Input material Start Marker

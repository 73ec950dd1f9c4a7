//! Event sink adapters.

use crate::domain::events::AttestationEvent;
use crate::ports::outbound::EventSink;

/// Keeps every emitted event, for tests and tooling.
#[derive(Debug, Clone, Default)]
pub struct RecordingEventSink {
    events: Vec<AttestationEvent>,
}

impl RecordingEventSink {
    /// Create an empty sink.
    pub fn new() -> Self {
        Self::default()
    }

    /// Events in emission order.
    pub fn events(&self) -> &[AttestationEvent] {
        &self.events
    }

    /// Take the recorded events, leaving the sink empty.
    pub fn drain(&mut self) -> Vec<AttestationEvent> {
        std::mem::take(&mut self.events)
    }
}

impl EventSink for RecordingEventSink {
    fn emit(&mut self, event: AttestationEvent) {
        self.events.push(event);
    }
}

/// Logs events through `tracing`.
#[derive(Debug, Clone, Copy, Default)]
pub struct TracingEventSink;

impl EventSink for TracingEventSink {
    fn emit(&mut self, event: AttestationEvent) {
        let attributes = event
            .attributes()
            .into_iter()
            .map(|(k, v)| format!("{}={}", k, v))
            .collect::<Vec<_>>()
            .join(" ");
        tracing::info!("[qc-18] event {} {}", event.name(), attributes);
    }
}
//! # Integration Flows
//!
//! Multi-step scenarios driven through the public `BridgeKeeper` API.

pub mod export_import;
pub mod relay_flow;
pub mod signer_set_flow;
pub mod staged_step;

Input material End Marker

Task description:
Which lines of the listing include the string "through"? Pull them out.

Expected answer:
/// Logs events through `tracing`.
//! Multi-step scenarios driven through the public `BridgeKeeper` API.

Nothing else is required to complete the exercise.